From the Pohoiki Beach neuromorphic system, we can see that specialized architectures can bring many benefits to emerging applications, including some difficult computing problems that are difficult to support by the Internet of Things (IoT) and autonomous devices. Using this specialized system, which is different from general-purpose computing technology, it is expected to achieve orders of magnitude speed and efficiency improvements in many real-world application areas, such as self-driving cars, smart homes, network security, etc.
A close-up of Intel's Nahuku baseboards, each containing 8 to 32 Intel Loihi neuromorphic chips. Intel's latest neuromorphic system, Pohoiki Beach, is made up of multiple Nahuku baseboards containing 64 Loihi chips.
Research Partner Feedback: With the introduction of Pohoiki Beach, Intel will support global ecosystem partners to continue pioneering the next frontier of neural-inspired algorithm research.
For example, at this week’s Telluride Neuromorphic Cognitive Engineering Symposium, researchers applied the Loihi system to address cutting-edge challenges in neuromorphic engineering. These projects include making the AMPRO prosthetic more adaptive, object tracking with emerging event cameras, automating table football through neuromorphic sensory control, learning to control a linear inverted pendulum, and providing tactile input to the electronic skin of the iCub robot.
In addition to the demonstrations from Telluride, other research partners have already seen huge benefits from Loihi:
“Loihi chips use 109 times less power than GPUs to run real-time deep learning benchmarks, and 5 times less power than dedicated IoT inference hardware,” said Chris Eliasmith, professor at the University of Waterloo and co-CEO of Applied Brain Research. “An even more exciting result is that when we scaled the network 50 times, Loihi was able to maintain real-time performance with only a 30% increase in power consumption, while IoT hardware increased power consumption by 500% and failed to maintain real-time performance.”

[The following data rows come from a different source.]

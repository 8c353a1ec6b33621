//! Build script for notary
//!
//! Embeds the git revision and build time, served by `/version`.

use std::process::Command;

fn git(args: &[&str]) -> String {
    Command::new("git")
        .args(args)
        .output()
        .ok()
        .filter(|output| output.status.success())
        .and_then(|output| String::from_utf8(output.stdout).ok())
        .map(|s| s.trim().to_string())
        .unwrap_or_else(|| "unknown".to_string())
}

fn main() {
    println!("cargo:rustc-env=GIT_COMMIT_SHORT={}", git(&["rev-parse", "--short", "HEAD"]));
    println!("cargo:rustc-env=GIT_COMMIT_FULL={}", git(&["rev-parse", "HEAD"]));
    println!(
        "cargo:rustc-env=BUILD_TIMESTAMP={}",
        chrono::Utc::now().format("%Y-%m-%dT%H:%M:%SZ")
    );

    println!("cargo:rerun-if-changed=.git/HEAD");
    println!("cargo:rerun-if-changed=build.rs");
}
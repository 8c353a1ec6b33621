//! Liveness, build info and profile listing
//!
//! - /health, /healthz - Liveness probe, plus the identities in use
//! - /version - Build metadata captured by build.rs
//! - /profiles - Configured schema profiles and their UIDs

use bytes::Bytes;
use http_body_util::Full;
use hyper::{Response, StatusCode};
use serde::Serialize;
use std::sync::Arc;

use crate::config::SchemaProfile;
use crate::server::AppState;
use crate::types::address_string;

#[derive(Serialize)]
#[serde(rename_all = "camelCase")]
pub struct HealthResponse {
    pub healthy: bool,
    pub version: &'static str,
    /// Uptime in seconds
    pub uptime: u64,
    pub timestamp: String,
    /// Ledger adapter in use (`json-rpc` or `memory`)
    pub ledger: &'static str,
    pub chain_id: u64,
    pub attester: String,
    pub relayer: String,
    pub dev_mode: bool,
    pub profiles: usize,
}

#[derive(Serialize)]
pub struct VersionResponse {
    pub version: &'static str,
    pub commit: &'static str,
    pub commit_full: &'static str,
    pub build_time: &'static str,
    pub service: &'static str,
}

#[derive(Serialize)]
struct ProfilesResponse<'a> {
    success: bool,
    default: &'a str,
    profiles: Vec<&'a SchemaProfile>,
}

fn ok_json(body: String) -> Response<Full<Bytes>> {
    Response::builder()
        .status(StatusCode::OK)
        .header("Content-Type", "application/json")
        .header("Access-Control-Allow-Origin", "*")
        .body(Full::new(Bytes::from(body)))
        .unwrap()
}

pub fn health_check(state: Arc<AppState>) -> Response<Full<Bytes>> {
    let service = &state.service;
    let response = HealthResponse {
        healthy: true,
        version: env!("CARGO_PKG_VERSION"),
        uptime: state.started_at.elapsed().as_secs(),
        timestamp: chrono::Utc::now().to_rfc3339(),
        ledger: service.ledger_name(),
        chain_id: service.chain_id(),
        attester: address_string(&service.attester()),
        relayer: address_string(&service.relayer()),
        dev_mode: state.args.dev_mode,
        profiles: service.profiles().len(),
    };

    let body = serde_json::to_string(&response).unwrap_or_else(|_| r#"{"healthy":true}"#.to_string());
    ok_json(body)
}

pub fn version_info() -> Response<Full<Bytes>> {
    let response = VersionResponse {
        version: env!("CARGO_PKG_VERSION"),
        commit: option_env!("GIT_COMMIT_SHORT").unwrap_or("unknown"),
        commit_full: option_env!("GIT_COMMIT_FULL").unwrap_or("unknown"),
        build_time: option_env!("BUILD_TIMESTAMP").unwrap_or("unknown"),
        service: "notary",
    };

    let body = serde_json::to_string(&response)
        .unwrap_or_else(|_| r#"{"version":"unknown","commit":"unknown"}"#.to_string());
    ok_json(body)
}

pub fn list_profiles(state: Arc<AppState>) -> Response<Full<Bytes>> {
    let profiles = state.service.profiles();
    let response = ProfilesResponse {
        success: true,
        default: &profiles.default_profile().name,
        profiles: profiles.iter().collect(),
    };

    let body = serde_json::to_string(&response).unwrap_or_else(|_| r#"{"success":false}"#.to_string());
    ok_json(body)
}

“With Loihi, we built a spiking neural network that mimics the brain’s underlying neural representations and behavior. The SLAM solution emerges as a property of the network structure. We benchmarked the network running on Loihi and found it to be as accurate as a widely used SLAM approach running on CPUs for mobile robots, but at one-hundredth the power,” said Rutgers University Professor Konstantinos Michmizos, describing his lab’s SLAM research results, which he will present at the International Conference on Intelligent Robots and Systems (IROS) in November.
Next steps: In 2017, Intel launched its first neuromorphic research chip, Loihi, taking an important step in the development of neuromorphic hardware. In March 2018, the establishment of the Intel Neuromorphic Research Community (INRC) further promoted the development of neuromorphic algorithms, software, and applications. Through INRC, Intel provides its Loihi cloud system and the Loihi-based USB-shaped system Kapoho Bay to researchers. The Kapoho Bay system has strongly promoted research on the practical application of neuromorphic technology.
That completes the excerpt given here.